START Given data
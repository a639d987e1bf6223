//! Notification endpoints

use serde::{Deserialize, Serialize};

use super::Ack;
use crate::core::http::{ApiClient, ApiError, ApiRequest, Transport};
use crate::core::models::Notification;

#[derive(Serialize)]
struct ListQuery {
    #[serde(skip_serializing_if = "std::ops::Not::not")]
    unread_only: bool,
}

#[derive(Deserialize)]
struct ListBody {
    #[serde(default)]
    notifications: Vec<Notification>,
}

#[derive(Deserialize)]
struct CountBody {
    unread_count: u32,
}

pub struct NotificationApi<'a, T> {
    client: &'a ApiClient<T>,
}

impl<'a, T: Transport> NotificationApi<'a, T> {
    pub fn new(client: &'a ApiClient<T>) -> Self {
        Self { client }
    }

    pub async fn list(&self, unread_only: bool) -> Result<Vec<Notification>, ApiError> {
        let request = ApiRequest::get("/notifications").query(&ListQuery { unread_only })?;
        let body: ListBody = self.client.request_json(request).await?;
        Ok(body.notifications)
    }

    /// Unread total for the navbar badge. Failures are not announced to the UI.
    pub async fn unread_count(&self) -> Result<u32, ApiError> {
        let request = ApiRequest::get("/notifications/unread/count").silent();
        let body: CountBody = self.client.request_json(request).await?;
        Ok(body.unread_count)
    }

    pub async fn mark_read(&self, notification_id: i64) -> Result<(), ApiError> {
        let _: Ack = self
            .client
            .request_json(ApiRequest::post(format!("/notifications/{}/read", notification_id)))
            .await?;
        Ok(())
    }

    pub async fn mark_all_read(&self) -> Result<(), ApiError> {
        let ack: Ack = self
            .client
            .request_json(ApiRequest::post("/notifications/read-all"))
            .await?;
        tracing::debug!(detail = ack.message.as_deref().unwrap_or_default(), "notifications marked read");
        Ok(())
    }
}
END Given data
§ **Assignment**:
Retype exactly, please, only the lines of the entries that run from the one containing "pub async fn mark_all_read(&self)" to the last.

§ **Exercise result**:
    pub async fn mark_all_read(&self) -> Result<(), ApiError> {
        let ack: Ack = self
            .client
            .request_json(ApiRequest::post("/notifications/read-all"))
            .await?;
        tracing::debug!(detail = ack.message.as_deref().unwrap_or_default(), "notifications marked read");
        Ok(())
    }
}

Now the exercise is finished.